Here’s a little primer to help you move through it a bit more like a local, and some of the things to check out while you’re in Chi-town (yes, that’s one of its nicknames; it allegedly originated with long-haul truckers’ radio-speak. Something like, “I’m pullin’ this B-train into Chi-town with the hammer down, good buddy.”) But don’t you call it that. Locals would never, ever refer to it as Chi-town.

The “Windy city” (another of Chicago’s monikers, inspired not by its weather but by the hot air from its bellowing politicians back in 1893. Some things never change, eh?) has a lot of style, and several claims to fame. Here are a few of the most notable:

Hot dogs

Chicago has its own unique style of hot dog. Here’s a quick rundown:

The bun. Steamed, with poppy seeds.

The dog. All beef. And it has… Snap. This is the sensation of biting into the dog. I know sometimes it’s better not to think about these things, but this is really a really key element of the Chicago dog—so I have to tell you where that snap comes from: natural casing. (The less detail you know about that, the better. Trust me.)

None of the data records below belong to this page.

//! Built-in commands for the standalone server.
//!
//! When the server runs on its own there is no host application to execute
//! commands, so the binary plugs in this small executor instead.
//!
//! - `help` - list commands
//! - `ping` - reply with `Pong!`
//! - `echo <text>` - reply with `<text>`
//! - `version` - server version
//! - `uptime` - seconds since start

use crate::host::{CommandExecutor, ExecutorError, Notifier};
use crate::session::ResponseSink;
use async_trait::async_trait;
use std::time::Instant;
use tracing::info;

const HELP: &[&str] = &[
    "help - list commands",
    "ping - check the connection",
    "echo <text> - repeat <text>",
    "version - show the server version",
    "uptime - seconds since start",
    "stop - shut the server down",
];

/// Executor backing the standalone binary.
#[derive(Debug)]
pub struct BuiltinExecutor {
    started: Instant,
}

impl BuiltinExecutor {
    pub fn new() -> Self {
        Self {
            started: Instant::now(),
        }
    }
}

impl Default for BuiltinExecutor {
    fn default() -> Self {
        Self::new()
    }
}

#[async_trait]
impl CommandExecutor for BuiltinExecutor {
    async fn execute(&self, sink: &mut ResponseSink, command: &str) -> Result<bool, ExecutorError> {
        let (name, args) = match command.split_once(char::is_whitespace) {
            Some((name, args)) => (name, args.trim()),
            None => (command, ""),
        };

        match name.to_ascii_lowercase().as_str() {
            "help" => HELP.iter().for_each(|line| sink.send(*line)),
            "ping" => sink.send("Pong!"),
            "echo" => sink.send(args),
            "version" => sink.send(format!("rcon-server {}", crate::VERSION)),
            "uptime" => sink.send(format!("{}s", self.started.elapsed().as_secs())),
            _ => return Ok(false),
        }

        Ok(true)
    }
}

/// Notifier that writes notices to the log.
#[derive(Debug, Default, Clone, Copy)]
pub struct LogNotifier;

impl Notifier for LogNotifier {
    fn notify(&self, permission: &str, message: &str) {
        info!(permission = permission, "{}", message);
    }
}
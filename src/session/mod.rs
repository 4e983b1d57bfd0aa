//! RCON Session Layer
//!
//! Everything between a decoded packet and the packets sent back:
//!
//! - `handler`: the authentication/command state machine
//! - `sink`: captures one command's output as plain text
//! - `text`: colour-code stripping and response chunking
//!
//! ```text
//! Packet ──> SessionHandler ──> CommandExecutor (host)
//!                  │                    │
//!                  │             ResponseSink::send()
//!                  ▼                    │
//!            ResponseSink::flush() <────┘
//!                  │
//!                  ▼
//!          Reply { packets, shutdown }
//! ```

pub mod handler;
pub mod sink;
pub mod text;

// Re-export commonly used types
pub use handler::{Reply, SessionHandler, SessionState};
pub use sink::{OutputLine, ResponseSink, FALLBACK_LOCALE};
pub use text::{chunk_message, strip_colors, MAX_CHUNK_SIZE};
//! rcon-server - standalone Source RCON server
//!
//! Runs the RCON listener with the built-in command set. Configuration comes
//! from a TOML file and/or command-line flags; SIGHUP re-reads both and
//! rebinds.

use anyhow::Context;
use clap::Parser;
use rcon_server::builtin::{BuiltinExecutor, LogNotifier};
use rcon_server::config::{CliArgs, Settings};
use rcon_server::server::{self, RconService};
use rcon_server::{Host, HostControl};
use std::sync::Arc;
use tokio::signal;
use tokio::sync::Notify;
use tracing::{error, info};
use tracing_subscriber::EnvFilter;

/// Wakes `main` when a client runs `stop`.
#[derive(Debug, Default)]
struct StopSignal {
    notify: Notify,
}

impl HostControl for StopSignal {
    fn shutdown(&self) {
        self.notify.notify_one();
    }
}

fn print_banner(settings: &Settings) {
    println!(
        r#"
rcon-server v{} - Source RCON server
──────────────────────────────────────────────────────────────
Listening on {}
Commands: help, ping, echo, version, uptime, stop

Use Ctrl+C to shutdown gracefully.
"#,
        rcon_server::VERSION,
        settings.rcon.bind_address()
    );
}

fn main() -> anyhow::Result<()> {
    let cli = CliArgs::parse();
    let settings = cli.resolve()?;

    let filter = EnvFilter::try_from_default_env()
        .or_else(|_| EnvFilter::try_new(&settings.log_level))
        .context("invalid log level")?;
    tracing_subscriber::fmt()
        .with_env_filter(filter)
        .with_target(false)
        .with_thread_ids(false)
        .with_file(false)
        .with_line_number(false)
        .init();

    let runtime = tokio::runtime::Builder::new_multi_thread()
        .worker_threads(server::worker_threads())
        .thread_name("rcon-worker")
        .enable_all()
        .build()
        .context("failed to build runtime")?;

    runtime.block_on(run(cli, settings))
}

async fn run(cli: CliArgs, settings: Settings) -> anyhow::Result<()> {
    let stop = Arc::new(StopSignal::default());
    let host = Host::new(Arc::new(BuiltinExecutor::new()))
        .with_notifier(Arc::new(LogNotifier))
        .with_control(Arc::clone(&stop) as Arc<dyn HostControl>);

    let service = RconService::new(host);
    service.enable(settings.rcon.clone()).await?;
    print_banner(&settings);

    let mut reload = reload_signal().context("failed to install SIGHUP handler")?;

    loop {
        tokio::select! {
            result = signal::ctrl_c() => {
                result.context("failed to listen for Ctrl+C")?;
                info!("Shutdown signal received, stopping server...");
                break;
            }
            _ = stop.notify.notified() => {
                info!("Stop requested over RCON, stopping server...");
                break;
            }
            _ = reload_requested(&mut reload) => {
                info!("Reload requested");
                match cli.resolve() {
                    Ok(settings) => match service.reload(settings.rcon).await {
                        Ok(addr) => info!(addr = %addr, "RCON listener rebound"),
                        Err(e) => error!(error = %e, "Failed to rebind RCON listener"),
                    },
                    Err(e) => error!(error = %e, "Failed to reload configuration"),
                }
            }
        }
    }

    service.disable().await;
    info!("Server shutdown complete");
    Ok(())
}

#[cfg(unix)]
type ReloadSignal = signal::unix::Signal;

#[cfg(unix)]
fn reload_signal() -> std::io::Result<ReloadSignal> {
    signal::unix::signal(signal::unix::SignalKind::hangup())
}

#[cfg(unix)]
async fn reload_requested(sig: &mut ReloadSignal) {
    sig.recv().await;
}

#[cfg(not(unix))]
struct ReloadSignal;

#[cfg(not(unix))]
fn reload_signal() -> std::io::Result<ReloadSignal> {
    Ok(ReloadSignal)
}

#[cfg(not(unix))]
async fn reload_requested(_sig: &mut ReloadSignal) {
    std::future::pending::<()>().await
}
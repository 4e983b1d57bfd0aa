//! Connection Handler Module
//!
//! This module drives one client socket. Each client gets its own task that
//! runs in a loop, reading frames and writing replies, until the client
//! leaves, breaks the protocol, goes idle or the server shuts down.
//!
//! ## Connection Lifecycle
//!
//! ```text
//! 1. Client connects (TCP handshake)
//!        │
//!        ▼
//! 2. ConnectionHandler spawned
//!        │
//!        ▼
//! 3. ┌──────────────────────────────┐
//!    │      Main Loop               │
//!    │                              │
//!    │  ┌─────────────────────────┐ │
//!    │  │ Read bytes (idle guard) │ │
//!    │  └───────────┬─────────────┘ │
//!    │              ▼               │
//!    │  ┌─────────────────────────┐ │
//!    │  │ Split frame, decode     │ │
//!    │  └───────────┬─────────────┘ │
//!    │              ▼               │
//!    │  ┌─────────────────────────┐ │
//!    │  │ SessionHandler::handle  │ │
//!    │  └───────────┬─────────────┘ │
//!    │              ▼               │
//!    │  ┌─────────────────────────┐ │
//!    │  │ Write + flush reply     │ │
//!    │  └───────────┬─────────────┘ │
//!    │              ▼               │
//!    │         [Loop back]          │
//!    └──────────────────────────────┘
//!        │
//!        ▼
//! 4. Client disconnects / violation / idle / shutdown
//!        │
//!        ▼
//! 5. Handler task ends, socket and buffers dropped
//! ```
//!
//! ## One Command In Flight
//!
//! A packet is fully handled, including awaiting the host executor and
//! flushing the reply, before the next frame is looked at. Commands from
//! one client therefore run strictly in order, while the worker thread is
//! free to serve other connections during the await.

use crate::host::HostControl;
use crate::protocol::{encode_frame, FrameError, FrameParser, Packet, PacketError};
use crate::session::SessionHandler;
use bytes::{Bytes, BytesMut};
use std::net::SocketAddr;
use std::sync::atomic::{AtomicU64, Ordering};
use std::sync::Arc;
use std::time::Duration;
use tokio::io::{AsyncRead, AsyncReadExt, AsyncWrite, AsyncWriteExt, BufWriter};
use tokio::sync::watch;
use tokio::time::Instant;
use tracing::{debug, info, trace, warn};

/// Initial buffer capacity: one maximum-size frame plus its prefix
const INITIAL_BUFFER_SIZE: usize = 4096 + 4;

/// Upper bound on flushing and closing the socket after the loop ends
const CLOSE_TIMEOUT: Duration = Duration::from_secs(5);

/// Statistics for connection handling
#[derive(Debug, Default)]
pub struct ConnectionStats {
    /// Total number of connections accepted
    pub connections_accepted: AtomicU64,
    /// Currently active connections
    pub active_connections: AtomicU64,
    /// Total packets handled
    pub packets_processed: AtomicU64,
    /// Connections closed for an invalid frame
    pub protocol_violations: AtomicU64,
    /// Total bytes read
    pub bytes_read: AtomicU64,
    /// Total bytes written
    pub bytes_written: AtomicU64,
}

impl ConnectionStats {
    pub fn new() -> Self {
        Self::default()
    }

    pub fn connection_opened(&self) {
        self.connections_accepted.fetch_add(1, Ordering::Relaxed);
        self.active_connections.fetch_add(1, Ordering::Relaxed);
    }

    pub fn connection_closed(&self) {
        self.active_connections.fetch_sub(1, Ordering::Relaxed);
    }

    pub fn packet_processed(&self) {
        self.packets_processed.fetch_add(1, Ordering::Relaxed);
    }

    pub fn protocol_violation(&self) {
        self.protocol_violations.fetch_add(1, Ordering::Relaxed);
    }

    pub fn bytes_read(&self, count: usize) {
        self.bytes_read.fetch_add(count as u64, Ordering::Relaxed);
    }

    pub fn bytes_written(&self, count: usize) {
        self.bytes_written
            .fetch_add(count as u64, Ordering::Relaxed);
    }
}

/// Handles a single client connection.
///
/// Generic over the stream so tests can drive it with in-memory pipes.
pub struct ConnectionHandler<S> {
    /// The client stream
    stream: BufWriter<S>,

    /// Client's address (for logging)
    addr: SocketAddr,

    /// Buffer for incoming data
    buffer: BytesMut,

    /// Frame splitter
    parser: FrameParser,

    /// Per-connection protocol state
    session: SessionHandler,

    /// Used to stop the host after a `stop` command
    control: Arc<dyn HostControl>,

    /// Connection statistics (shared)
    stats: Arc<ConnectionStats>,

    /// Close after this long without reads or writes
    idle_timeout: Duration,

    /// Last read or write on the socket
    last_activity: Instant,

    /// Server shutdown signal; `None` never fires
    shutdown: Option<watch::Receiver<bool>>,
}

impl<S> ConnectionHandler<S>
where
    S: AsyncRead + AsyncWrite + Unpin + Send,
{
    /// Creates a new connection handler.
    ///
    /// # Arguments
    ///
    /// * `stream` - The client stream
    /// * `addr` - The client's socket address
    /// * `session` - Protocol state machine for this client
    /// * `control` - Host control used after a stop command
    /// * `stats` - Shared connection statistics
    /// * `idle_timeout` - Silence after which the connection is closed
    pub fn new(
        stream: S,
        addr: SocketAddr,
        session: SessionHandler,
        control: Arc<dyn HostControl>,
        stats: Arc<ConnectionStats>,
        idle_timeout: Duration,
    ) -> Self {
        stats.connection_opened();

        Self {
            stream: BufWriter::new(stream),
            addr,
            buffer: BytesMut::with_capacity(INITIAL_BUFFER_SIZE),
            parser: FrameParser::new(),
            session,
            control,
            stats,
            idle_timeout,
            last_activity: Instant::now(),
            shutdown: None,
        }
    }

    /// Closes the connection once `shutdown` turns true (or its sender is
    /// dropped). An in-flight command still completes and is answered.
    pub fn with_shutdown(mut self, shutdown: watch::Receiver<bool>) -> Self {
        self.shutdown = Some(shutdown);
        self
    }

    /// Runs the main connection loop.
    ///
    /// Reads frames from the client, handles them, and sends back replies
    /// until the client disconnects or an error occurs.
    pub async fn run(mut self) -> Result<(), ConnectionError> {
        info!(client = %self.addr, "RCON client connected");

        let result = self.main_loop().await;

        match &result {
            Ok(()) => info!(client = %self.addr, "RCON client disconnected"),
            Err(e) => match e {
                ConnectionError::ClientDisconnected => {
                    debug!(client = %self.addr, "Client disconnected")
                }
                ConnectionError::IdleTimeout(idle) => {
                    debug!(client = %self.addr, idle_secs = idle.as_secs(), "Closing idle connection")
                }
                ConnectionError::Frame(frame_err) => {
                    self.stats.protocol_violation();
                    warn!(client = %self.addr, error = %frame_err, "RCON received invalid packet size")
                }
                e if e.is_reset() => {
                    debug!(client = %self.addr, "Connection reset by client")
                }
                _ => warn!(client = %self.addr, error = %e, "RCON pipeline error"),
            },
        }

        // A peer that stopped reading would otherwise hold the close forever
        let _ = tokio::time::timeout(CLOSE_TIMEOUT, self.stream.shutdown()).await;
        self.stats.connection_closed();
        result
    }

    /// The main read-handle-respond loop.
    async fn main_loop(&mut self) -> Result<(), ConnectionError> {
        loop {
            while let Some(frame) = self.try_parse_frame()? {
                let packet = match Packet::decode(&frame)? {
                    Some(packet) => packet,
                    None => {
                        trace!(client = %self.addr, len = frame.len(), "Ignoring headerless frame");
                        continue;
                    }
                };
                trace!(client = %self.addr, packet = %packet, "Received packet");

                let reply = self.session.handle(packet).await;
                self.stats.packet_processed();
                self.send_packets(&reply.packets).await?;

                if reply.shutdown {
                    info!(client = %self.addr, "Stop command answered, shutting down host");
                    self.control.shutdown();
                }
            }

            if !self.read_more_data().await? {
                return Ok(());
            }
        }
    }

    /// Attempts to split a frame from the buffer.
    fn try_parse_frame(&mut self) -> Result<Option<Bytes>, ConnectionError> {
        match self.parser.parse(&self.buffer)? {
            Some((frame, consumed)) => {
                let _ = self.buffer.split_to(consumed);
                trace!(
                    client = %self.addr,
                    consumed = consumed,
                    remaining = self.buffer.len(),
                    "Split frame"
                );
                Ok(Some(frame))
            }
            None => Ok(None),
        }
    }

    /// Reads more data from the socket into the buffer.
    ///
    /// Returns `Ok(false)` when the server is shutting down.
    async fn read_more_data(&mut self) -> Result<bool, ConnectionError> {
        if self.buffer.capacity() - self.buffer.len() < 1024 {
            self.buffer.reserve(INITIAL_BUFFER_SIZE);
        }

        let deadline = self.last_activity + self.idle_timeout;
        let read = tokio::time::timeout_at(
            deadline,
            self.stream.get_mut().read_buf(&mut self.buffer),
        );

        let n = tokio::select! {
            result = read => match result {
                Ok(read) => read?,
                Err(_) => return Err(ConnectionError::IdleTimeout(self.idle_timeout)),
            },
            _ = shutdown_signalled(&mut self.shutdown) => {
                debug!(client = %self.addr, "Closing connection for server shutdown");
                return Ok(false);
            }
        };

        if n == 0 {
            if self.buffer.is_empty() {
                return Err(ConnectionError::ClientDisconnected);
            } else {
                return Err(ConnectionError::UnexpectedEof);
            }
        }

        self.last_activity = Instant::now();
        self.stats.bytes_read(n);
        trace!(client = %self.addr, bytes = n, "Read data");

        Ok(true)
    }

    /// Writes every packet of a reply, in order, then flushes once.
    ///
    /// The write shares the idle deadline with reads, so a client that
    /// stops reading is dropped like one that stops sending.
    async fn send_packets(&mut self, packets: &[Packet]) -> Result<(), ConnectionError> {
        let mut out = BytesMut::new();
        for packet in packets {
            encode_frame(&packet.encode(), &mut out);
        }

        let deadline = self.last_activity + self.idle_timeout;
        let stream = &mut self.stream;
        let write = async {
            stream.write_all(&out).await?;
            stream.flush().await
        };
        match tokio::time::timeout_at(deadline, write).await {
            Ok(result) => result?,
            Err(_) => return Err(ConnectionError::IdleTimeout(self.idle_timeout)),
        }
        self.last_activity = Instant::now();
        self.stats.bytes_written(out.len());
        trace!(
            client = %self.addr,
            packets = packets.len(),
            bytes = out.len(),
            "Sent reply"
        );
        Ok(())
    }
}

/// Resolves when the shutdown flag is raised or its sender goes away.
async fn shutdown_signalled(shutdown: &mut Option<watch::Receiver<bool>>) {
    match shutdown {
        Some(rx) => {
            let _ = rx.wait_for(|stop| *stop).await;
        }
        None => std::future::pending::<()>().await,
    }
}

/// Errors that can occur while handling a connection.
#[derive(Debug, thiserror::Error)]
pub enum ConnectionError {
    /// I/O error (network issue)
    #[error("I/O error: {0}")]
    IoError(#[from] std::io::Error),

    /// Frame length out of bounds
    #[error("frame error: {0}")]
    Frame(#[from] FrameError),

    /// Frame too short to be a packet
    #[error("packet error: {0}")]
    Packet(#[from] PacketError),

    /// Client disconnected normally
    #[error("Client disconnected")]
    ClientDisconnected,

    /// Unexpected end of stream (partial frame)
    #[error("Unexpected end of stream")]
    UnexpectedEof,

    /// No traffic for the configured idle timeout
    #[error("idle for {0:?}")]
    IdleTimeout(Duration),
}

impl ConnectionError {
    /// True for the errors an abrupt client disconnect produces.
    pub fn is_reset(&self) -> bool {
        match self {
            ConnectionError::IoError(e) => matches!(
                e.kind(),
                std::io::ErrorKind::ConnectionReset
                    | std::io::ErrorKind::ConnectionAborted
                    | std::io::ErrorKind::BrokenPipe
                    | std::io::ErrorKind::UnexpectedEof
            ),
            ConnectionError::UnexpectedEof => true,
            _ => false,
        }
    }
}

/// Handles a client connection.
///
/// This is a convenience function that creates a ConnectionHandler
/// and runs it to completion, swallowing expected disconnect errors.
pub async fn handle_connection<S>(handler: ConnectionHandler<S>)
where
    S: AsyncRead + AsyncWrite + Unpin + Send,
{
    let addr = handler.addr;
    if let Err(e) = handler.run().await {
        match e {
            ConnectionError::ClientDisconnected | ConnectionError::IdleTimeout(_) => {}
            ref e if e.is_reset() => {}
            _ => {
                debug!(client = %addr, error = %e, "Connection ended with error");
            }
        }
    }
}
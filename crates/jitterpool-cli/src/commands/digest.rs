use std::io::{self, Read};
use std::path::Path;

use jitterpool_core::{Digest, Sha256};

pub fn run(text: Option<&str>, file: Option<&str>, binary: bool) {
    let digest = match hash_input(text, file.map(Path::new)) {
        Ok(d) => d,
        Err(e) => super::fail(format!("failed to read {}: {e}", file.unwrap_or("stdin"))),
    };

    if binary {
        println!("{}", digest.to_bits());
    } else {
        println!("{digest}");
    }
}

/// Hash the contents of `file` if given, else the UTF-8 bytes of `text`,
/// else everything on stdin.
pub fn hash_input(text: Option<&str>, file: Option<&Path>) -> io::Result<Digest> {
    let mut hasher = Sha256::new();
    match (file, text) {
        (Some(path), _) => {
            hash_reader(&mut hasher, std::fs::File::open(path)?)?;
        }
        (None, Some(text)) => hasher.update(text),
        (None, None) => {
            hash_reader(&mut hasher, io::stdin().lock())?;
        }
    }
    Ok(hasher.finalize())
}

/// Stream everything from `reader` into `hasher`.
pub fn hash_reader(hasher: &mut Sha256, mut reader: impl Read) -> io::Result<u64> {
    let mut buf = [0u8; 8192];
    let mut total = 0u64;
    loop {
        let n = reader.read(&mut buf)?;
        if n == 0 {
            return Ok(total);
        }
        hasher.update(&buf[..n]);
        total += n as u64;
    }
}

#[cfg(test)]
mod tests {
    use super::*;

    #[test]
    fn test_hash_reader_matches_one_shot() {
        let data = vec![0x5Au8; 20_000];
        let mut h = Sha256::new();
        let n = hash_reader(&mut h, &data[..]).unwrap();
        assert_eq!(n, 20_000);
        assert_eq!(h.finalize(), jitterpool_core::sha256(&data));
    }

    #[test]
    fn test_hash_reader_empty() {
        let mut h = Sha256::new();
        assert_eq!(hash_reader(&mut h, std::io::empty()).unwrap(), 0);
        assert_eq!(
            h.finalize().to_hex(),
            "e3b0c44298fc1c149afbf4c8996fb92427ae41e4649b934ca495991b7852b855"
        );
    }

    #[test]
    fn test_hash_input_file() {
        let tmp = tempfile::NamedTempFile::new().unwrap();
        std::fs::write(tmp.path(), b"abc").unwrap();
        assert_eq!(
            hash_input(None, Some(tmp.path())).unwrap().to_hex(),
            "ba7816bf8f01cfea414140de5dae2223b00361a396177a9cb410ff61f20015ad"
        );
    }

    #[test]
    fn test_hash_input_file_takes_precedence() {
        let tmp = tempfile::NamedTempFile::new().unwrap();
        std::fs::write(tmp.path(), b"abc").unwrap();
        assert_eq!(
            hash_input(Some("ignored"), Some(tmp.path())).unwrap(),
            jitterpool_core::sha256(b"abc")
        );
    }

    #[test]
    fn test_hash_input_text() {
        assert_eq!(
            hash_input(Some("abc"), None).unwrap(),
            jitterpool_core::sha256(b"abc")
        );
    }

    #[test]
    fn test_hash_input_missing_file() {
        let tmp = tempfile::tempdir().unwrap();
        let err = hash_input(None, Some(&tmp.path().join("missing.bin"))).unwrap_err();
        assert_eq!(err.kind(), std::io::ErrorKind::NotFound);
    }
}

Relish. It’s sweet. And bright green. So bright green that it looks like something created in observance of St. Patrick’s Day. (But it’s that color 365 days a year.) And it’s as polarizing as it is bright—people generally either love it or hate it.

Other standard-issue ingredients that define a Chicago dog are pickled sport peppers, tomatoes, chopped white onions, yellow mustard, and a dash of celery salt. A dog served with all these ingredients is known as “dragged through the garden.”

Whatever you do, don’t put ketchup on it!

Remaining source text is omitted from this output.